-- Provided data follows --

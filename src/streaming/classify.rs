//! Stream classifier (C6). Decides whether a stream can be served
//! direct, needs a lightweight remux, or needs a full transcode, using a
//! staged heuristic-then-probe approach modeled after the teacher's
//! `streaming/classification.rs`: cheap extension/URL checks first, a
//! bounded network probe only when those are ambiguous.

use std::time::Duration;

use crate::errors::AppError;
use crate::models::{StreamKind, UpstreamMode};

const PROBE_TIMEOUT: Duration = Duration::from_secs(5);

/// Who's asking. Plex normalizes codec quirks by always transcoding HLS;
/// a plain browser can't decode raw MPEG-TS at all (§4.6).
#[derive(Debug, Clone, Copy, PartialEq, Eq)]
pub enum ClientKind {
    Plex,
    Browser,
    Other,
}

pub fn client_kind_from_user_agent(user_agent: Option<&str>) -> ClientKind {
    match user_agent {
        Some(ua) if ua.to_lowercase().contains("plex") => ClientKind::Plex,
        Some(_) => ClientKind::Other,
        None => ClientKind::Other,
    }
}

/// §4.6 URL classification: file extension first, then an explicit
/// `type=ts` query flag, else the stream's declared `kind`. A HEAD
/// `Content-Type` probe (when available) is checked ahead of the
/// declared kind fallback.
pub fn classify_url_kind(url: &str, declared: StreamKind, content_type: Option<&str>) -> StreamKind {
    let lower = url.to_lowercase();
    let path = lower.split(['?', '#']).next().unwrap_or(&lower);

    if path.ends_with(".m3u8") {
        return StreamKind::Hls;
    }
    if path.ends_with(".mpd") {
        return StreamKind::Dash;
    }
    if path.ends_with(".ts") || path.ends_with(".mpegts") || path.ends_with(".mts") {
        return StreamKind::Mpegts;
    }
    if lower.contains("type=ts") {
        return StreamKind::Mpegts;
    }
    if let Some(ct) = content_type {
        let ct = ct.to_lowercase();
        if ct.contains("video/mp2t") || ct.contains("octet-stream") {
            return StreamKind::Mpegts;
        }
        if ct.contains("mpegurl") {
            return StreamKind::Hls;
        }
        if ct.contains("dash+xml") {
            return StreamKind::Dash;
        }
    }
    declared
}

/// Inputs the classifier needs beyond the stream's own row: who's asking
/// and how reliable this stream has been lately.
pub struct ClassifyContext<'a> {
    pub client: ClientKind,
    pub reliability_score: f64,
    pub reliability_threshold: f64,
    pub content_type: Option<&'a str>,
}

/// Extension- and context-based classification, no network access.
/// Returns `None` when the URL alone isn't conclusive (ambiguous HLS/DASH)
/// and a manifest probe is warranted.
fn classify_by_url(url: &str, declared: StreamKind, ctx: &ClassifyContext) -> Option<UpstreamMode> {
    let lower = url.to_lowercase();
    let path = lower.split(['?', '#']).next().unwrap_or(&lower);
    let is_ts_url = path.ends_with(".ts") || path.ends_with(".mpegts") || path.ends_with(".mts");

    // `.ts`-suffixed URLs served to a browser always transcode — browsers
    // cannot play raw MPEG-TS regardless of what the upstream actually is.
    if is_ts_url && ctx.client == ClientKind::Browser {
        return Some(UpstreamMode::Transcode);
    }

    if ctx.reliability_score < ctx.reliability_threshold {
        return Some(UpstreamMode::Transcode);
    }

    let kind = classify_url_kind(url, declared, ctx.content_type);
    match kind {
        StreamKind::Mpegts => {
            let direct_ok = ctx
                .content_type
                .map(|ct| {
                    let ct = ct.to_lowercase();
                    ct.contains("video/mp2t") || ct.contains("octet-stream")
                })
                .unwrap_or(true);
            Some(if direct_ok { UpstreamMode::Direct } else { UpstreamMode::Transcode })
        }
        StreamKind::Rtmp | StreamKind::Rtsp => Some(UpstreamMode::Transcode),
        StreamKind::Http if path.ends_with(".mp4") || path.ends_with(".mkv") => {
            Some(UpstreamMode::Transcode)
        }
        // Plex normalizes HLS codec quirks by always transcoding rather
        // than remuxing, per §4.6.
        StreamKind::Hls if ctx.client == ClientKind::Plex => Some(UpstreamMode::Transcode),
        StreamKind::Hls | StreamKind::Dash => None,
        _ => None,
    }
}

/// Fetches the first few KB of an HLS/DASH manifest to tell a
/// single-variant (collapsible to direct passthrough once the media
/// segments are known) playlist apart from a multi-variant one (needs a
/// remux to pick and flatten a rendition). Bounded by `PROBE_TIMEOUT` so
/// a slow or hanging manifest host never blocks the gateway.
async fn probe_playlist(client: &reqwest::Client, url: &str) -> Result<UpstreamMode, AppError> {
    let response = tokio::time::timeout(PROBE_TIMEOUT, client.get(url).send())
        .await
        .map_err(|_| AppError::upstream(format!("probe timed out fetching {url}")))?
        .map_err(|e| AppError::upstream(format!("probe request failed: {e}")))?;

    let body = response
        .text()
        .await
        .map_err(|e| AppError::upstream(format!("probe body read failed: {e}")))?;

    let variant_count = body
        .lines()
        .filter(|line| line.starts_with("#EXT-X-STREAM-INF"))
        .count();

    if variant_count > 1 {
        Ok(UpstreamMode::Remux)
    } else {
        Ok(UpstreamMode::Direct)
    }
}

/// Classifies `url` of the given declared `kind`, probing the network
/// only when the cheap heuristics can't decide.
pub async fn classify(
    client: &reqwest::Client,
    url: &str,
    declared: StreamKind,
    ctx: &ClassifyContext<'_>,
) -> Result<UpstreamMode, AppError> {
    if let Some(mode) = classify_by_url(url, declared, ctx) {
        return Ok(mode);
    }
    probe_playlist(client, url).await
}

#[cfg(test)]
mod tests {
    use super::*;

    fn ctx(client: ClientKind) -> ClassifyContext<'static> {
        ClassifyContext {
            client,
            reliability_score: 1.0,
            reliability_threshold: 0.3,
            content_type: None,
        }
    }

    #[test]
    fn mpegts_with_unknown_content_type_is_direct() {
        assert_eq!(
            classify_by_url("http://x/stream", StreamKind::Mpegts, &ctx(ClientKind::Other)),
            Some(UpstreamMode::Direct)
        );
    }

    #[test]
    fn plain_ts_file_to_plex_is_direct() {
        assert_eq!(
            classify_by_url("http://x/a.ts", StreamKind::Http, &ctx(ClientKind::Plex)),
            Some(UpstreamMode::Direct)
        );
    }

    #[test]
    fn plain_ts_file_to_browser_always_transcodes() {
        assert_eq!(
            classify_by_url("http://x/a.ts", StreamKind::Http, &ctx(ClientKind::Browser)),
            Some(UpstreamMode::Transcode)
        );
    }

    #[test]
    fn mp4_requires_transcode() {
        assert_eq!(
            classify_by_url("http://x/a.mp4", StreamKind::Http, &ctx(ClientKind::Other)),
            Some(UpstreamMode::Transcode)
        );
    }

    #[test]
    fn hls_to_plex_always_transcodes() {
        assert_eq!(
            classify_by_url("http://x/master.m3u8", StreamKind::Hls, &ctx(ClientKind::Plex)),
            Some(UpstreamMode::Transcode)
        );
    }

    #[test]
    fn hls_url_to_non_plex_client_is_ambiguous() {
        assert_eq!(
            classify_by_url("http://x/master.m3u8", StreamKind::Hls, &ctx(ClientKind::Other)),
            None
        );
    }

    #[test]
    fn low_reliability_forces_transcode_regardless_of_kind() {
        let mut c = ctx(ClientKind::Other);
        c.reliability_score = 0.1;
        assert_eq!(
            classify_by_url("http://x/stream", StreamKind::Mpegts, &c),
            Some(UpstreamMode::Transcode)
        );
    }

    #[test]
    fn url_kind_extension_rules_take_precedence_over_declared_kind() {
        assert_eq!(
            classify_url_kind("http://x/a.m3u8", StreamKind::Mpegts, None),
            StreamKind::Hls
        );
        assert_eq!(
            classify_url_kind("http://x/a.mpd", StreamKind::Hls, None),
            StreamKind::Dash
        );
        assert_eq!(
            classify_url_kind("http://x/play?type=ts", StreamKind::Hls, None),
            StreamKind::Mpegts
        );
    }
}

-- Provided data concluded --
-- Provided data follows --

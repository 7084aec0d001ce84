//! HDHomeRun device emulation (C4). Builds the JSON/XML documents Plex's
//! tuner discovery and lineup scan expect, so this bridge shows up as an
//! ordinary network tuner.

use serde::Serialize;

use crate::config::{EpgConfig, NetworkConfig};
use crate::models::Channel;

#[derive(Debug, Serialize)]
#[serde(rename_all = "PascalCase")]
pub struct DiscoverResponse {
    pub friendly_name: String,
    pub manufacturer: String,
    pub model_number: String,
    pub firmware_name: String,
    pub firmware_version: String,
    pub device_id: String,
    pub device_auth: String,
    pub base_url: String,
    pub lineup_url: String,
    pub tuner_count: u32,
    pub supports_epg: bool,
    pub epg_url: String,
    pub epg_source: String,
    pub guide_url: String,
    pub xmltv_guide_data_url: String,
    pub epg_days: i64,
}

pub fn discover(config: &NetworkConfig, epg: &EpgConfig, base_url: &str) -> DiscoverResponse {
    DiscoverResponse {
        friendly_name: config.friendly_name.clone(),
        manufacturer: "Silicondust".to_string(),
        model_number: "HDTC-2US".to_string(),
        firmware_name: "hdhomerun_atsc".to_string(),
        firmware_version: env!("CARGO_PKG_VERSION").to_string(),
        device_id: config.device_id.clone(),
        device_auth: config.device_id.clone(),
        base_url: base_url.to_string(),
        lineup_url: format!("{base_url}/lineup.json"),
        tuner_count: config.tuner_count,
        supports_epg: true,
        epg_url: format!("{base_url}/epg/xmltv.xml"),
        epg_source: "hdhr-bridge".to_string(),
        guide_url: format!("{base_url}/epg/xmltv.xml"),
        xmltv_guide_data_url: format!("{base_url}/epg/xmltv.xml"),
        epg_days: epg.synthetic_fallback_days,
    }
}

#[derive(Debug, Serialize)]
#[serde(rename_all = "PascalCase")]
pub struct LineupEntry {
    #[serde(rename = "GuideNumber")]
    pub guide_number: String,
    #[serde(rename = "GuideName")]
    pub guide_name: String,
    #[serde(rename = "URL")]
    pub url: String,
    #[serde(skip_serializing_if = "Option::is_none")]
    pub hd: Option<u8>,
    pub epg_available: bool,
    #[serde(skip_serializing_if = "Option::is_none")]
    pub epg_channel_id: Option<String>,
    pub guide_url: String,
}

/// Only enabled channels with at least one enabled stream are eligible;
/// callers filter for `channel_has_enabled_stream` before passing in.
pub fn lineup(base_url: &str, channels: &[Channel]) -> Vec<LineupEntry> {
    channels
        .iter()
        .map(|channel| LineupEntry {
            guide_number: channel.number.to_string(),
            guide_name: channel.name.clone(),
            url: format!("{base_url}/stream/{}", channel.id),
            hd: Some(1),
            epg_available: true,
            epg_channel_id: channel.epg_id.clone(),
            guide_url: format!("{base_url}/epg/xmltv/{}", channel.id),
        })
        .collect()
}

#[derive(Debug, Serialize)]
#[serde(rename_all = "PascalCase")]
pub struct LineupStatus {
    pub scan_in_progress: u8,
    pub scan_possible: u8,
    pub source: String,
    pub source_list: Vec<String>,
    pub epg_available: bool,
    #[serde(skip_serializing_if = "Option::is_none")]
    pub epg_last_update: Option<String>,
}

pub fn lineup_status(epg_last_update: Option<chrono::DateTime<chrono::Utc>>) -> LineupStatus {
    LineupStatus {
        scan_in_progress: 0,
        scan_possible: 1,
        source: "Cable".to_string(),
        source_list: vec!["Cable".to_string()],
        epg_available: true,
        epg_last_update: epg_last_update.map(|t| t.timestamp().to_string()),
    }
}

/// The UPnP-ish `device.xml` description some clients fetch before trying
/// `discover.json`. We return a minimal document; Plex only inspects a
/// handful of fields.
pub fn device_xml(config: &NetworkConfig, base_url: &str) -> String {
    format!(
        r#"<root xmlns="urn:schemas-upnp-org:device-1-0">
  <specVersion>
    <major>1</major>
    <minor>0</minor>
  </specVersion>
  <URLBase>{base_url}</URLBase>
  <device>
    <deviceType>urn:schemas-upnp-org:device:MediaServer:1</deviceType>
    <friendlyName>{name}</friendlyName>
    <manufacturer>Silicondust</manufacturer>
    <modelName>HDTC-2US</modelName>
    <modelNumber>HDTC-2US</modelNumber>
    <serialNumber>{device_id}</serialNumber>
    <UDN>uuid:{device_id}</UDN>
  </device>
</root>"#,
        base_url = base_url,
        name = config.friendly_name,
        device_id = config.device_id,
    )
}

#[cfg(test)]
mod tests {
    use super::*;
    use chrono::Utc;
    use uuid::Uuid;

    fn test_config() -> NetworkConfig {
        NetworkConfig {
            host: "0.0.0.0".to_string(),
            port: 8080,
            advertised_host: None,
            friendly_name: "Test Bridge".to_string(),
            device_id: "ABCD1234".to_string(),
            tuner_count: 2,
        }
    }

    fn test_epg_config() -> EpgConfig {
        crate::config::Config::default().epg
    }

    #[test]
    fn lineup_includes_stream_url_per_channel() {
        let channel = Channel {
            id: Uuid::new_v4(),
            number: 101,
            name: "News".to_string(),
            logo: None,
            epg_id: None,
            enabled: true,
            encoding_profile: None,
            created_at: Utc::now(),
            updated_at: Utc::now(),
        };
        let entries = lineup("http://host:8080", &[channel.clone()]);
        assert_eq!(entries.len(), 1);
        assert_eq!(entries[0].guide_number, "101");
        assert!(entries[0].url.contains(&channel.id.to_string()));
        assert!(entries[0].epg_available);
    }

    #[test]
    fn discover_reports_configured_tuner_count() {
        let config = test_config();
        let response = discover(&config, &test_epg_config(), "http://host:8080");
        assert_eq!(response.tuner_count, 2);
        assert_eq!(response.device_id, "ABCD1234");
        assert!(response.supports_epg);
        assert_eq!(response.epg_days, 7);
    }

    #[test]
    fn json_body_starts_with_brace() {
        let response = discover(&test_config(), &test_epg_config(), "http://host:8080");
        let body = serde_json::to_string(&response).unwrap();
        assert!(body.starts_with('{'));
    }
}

-- Provided data concluded --
-- Provided data follows --

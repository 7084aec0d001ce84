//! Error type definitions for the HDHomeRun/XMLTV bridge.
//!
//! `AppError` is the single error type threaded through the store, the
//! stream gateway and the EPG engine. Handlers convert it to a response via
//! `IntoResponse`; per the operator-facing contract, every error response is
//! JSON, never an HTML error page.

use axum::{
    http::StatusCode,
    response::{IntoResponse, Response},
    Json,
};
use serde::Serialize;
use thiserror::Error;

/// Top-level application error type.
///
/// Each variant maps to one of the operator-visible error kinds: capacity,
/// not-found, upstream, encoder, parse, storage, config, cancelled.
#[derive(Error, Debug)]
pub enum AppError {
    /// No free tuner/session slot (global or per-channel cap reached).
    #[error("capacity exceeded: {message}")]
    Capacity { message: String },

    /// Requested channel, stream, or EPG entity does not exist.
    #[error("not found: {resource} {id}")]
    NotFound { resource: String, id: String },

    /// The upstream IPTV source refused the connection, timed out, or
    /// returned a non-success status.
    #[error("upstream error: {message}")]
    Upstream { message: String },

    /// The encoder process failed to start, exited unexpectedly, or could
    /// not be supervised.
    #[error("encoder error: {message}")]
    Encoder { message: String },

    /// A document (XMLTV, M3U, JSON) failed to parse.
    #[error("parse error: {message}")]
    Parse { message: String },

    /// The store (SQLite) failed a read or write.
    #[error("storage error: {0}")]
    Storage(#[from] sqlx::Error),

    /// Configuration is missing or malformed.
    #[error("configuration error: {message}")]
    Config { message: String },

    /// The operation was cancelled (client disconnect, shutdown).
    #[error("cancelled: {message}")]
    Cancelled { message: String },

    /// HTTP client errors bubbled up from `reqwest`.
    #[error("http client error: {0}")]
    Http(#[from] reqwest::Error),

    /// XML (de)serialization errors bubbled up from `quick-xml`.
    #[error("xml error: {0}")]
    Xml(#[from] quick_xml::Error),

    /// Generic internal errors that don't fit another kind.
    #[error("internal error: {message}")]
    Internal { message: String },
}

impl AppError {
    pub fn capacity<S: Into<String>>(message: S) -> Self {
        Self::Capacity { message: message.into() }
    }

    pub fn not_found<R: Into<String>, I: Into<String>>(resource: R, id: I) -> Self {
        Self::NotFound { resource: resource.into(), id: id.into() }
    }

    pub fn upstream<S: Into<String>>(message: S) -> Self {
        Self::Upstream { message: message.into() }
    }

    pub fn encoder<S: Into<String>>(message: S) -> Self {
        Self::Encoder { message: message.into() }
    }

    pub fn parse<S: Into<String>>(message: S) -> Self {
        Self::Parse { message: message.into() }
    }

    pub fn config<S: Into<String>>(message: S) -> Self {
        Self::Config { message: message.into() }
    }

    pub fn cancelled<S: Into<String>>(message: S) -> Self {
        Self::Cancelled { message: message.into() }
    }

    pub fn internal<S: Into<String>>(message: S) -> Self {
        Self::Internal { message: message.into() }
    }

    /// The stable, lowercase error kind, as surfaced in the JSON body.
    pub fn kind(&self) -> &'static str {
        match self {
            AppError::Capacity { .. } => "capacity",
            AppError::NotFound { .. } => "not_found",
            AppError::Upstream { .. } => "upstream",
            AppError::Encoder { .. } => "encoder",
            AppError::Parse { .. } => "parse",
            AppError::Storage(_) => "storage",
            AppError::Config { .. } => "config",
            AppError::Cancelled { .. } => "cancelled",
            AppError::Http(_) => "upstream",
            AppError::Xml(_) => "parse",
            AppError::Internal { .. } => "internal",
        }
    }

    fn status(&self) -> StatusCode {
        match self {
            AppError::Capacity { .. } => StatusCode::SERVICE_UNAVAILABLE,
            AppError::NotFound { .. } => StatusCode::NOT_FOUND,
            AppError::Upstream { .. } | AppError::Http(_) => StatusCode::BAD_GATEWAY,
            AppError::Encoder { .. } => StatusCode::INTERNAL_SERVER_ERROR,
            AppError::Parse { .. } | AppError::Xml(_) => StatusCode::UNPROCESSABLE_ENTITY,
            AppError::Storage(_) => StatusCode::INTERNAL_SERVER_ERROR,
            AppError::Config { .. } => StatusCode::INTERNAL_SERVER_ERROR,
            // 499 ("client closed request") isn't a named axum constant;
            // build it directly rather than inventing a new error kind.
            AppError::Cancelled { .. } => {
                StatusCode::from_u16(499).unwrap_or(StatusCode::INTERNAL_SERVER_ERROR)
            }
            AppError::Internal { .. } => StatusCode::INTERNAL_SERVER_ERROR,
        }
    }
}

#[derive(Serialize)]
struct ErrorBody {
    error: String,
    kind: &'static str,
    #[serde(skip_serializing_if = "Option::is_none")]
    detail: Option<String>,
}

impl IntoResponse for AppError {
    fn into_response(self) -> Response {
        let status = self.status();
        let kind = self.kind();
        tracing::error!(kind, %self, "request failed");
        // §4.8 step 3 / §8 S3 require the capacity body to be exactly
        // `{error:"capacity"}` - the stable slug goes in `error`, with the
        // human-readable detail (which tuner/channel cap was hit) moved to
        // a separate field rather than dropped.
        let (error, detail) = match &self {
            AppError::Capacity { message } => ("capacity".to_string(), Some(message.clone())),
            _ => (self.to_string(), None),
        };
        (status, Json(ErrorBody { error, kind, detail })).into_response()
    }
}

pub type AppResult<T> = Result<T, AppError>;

-- Provided data concluded --

Exercise description: Scan the material and collect every line that contains "chrono".

Answer area:
pub fn lineup_status(epg_last_update: Option<chrono::DateTime<chrono::Utc>>) -> LineupStatus {
    use chrono::Utc;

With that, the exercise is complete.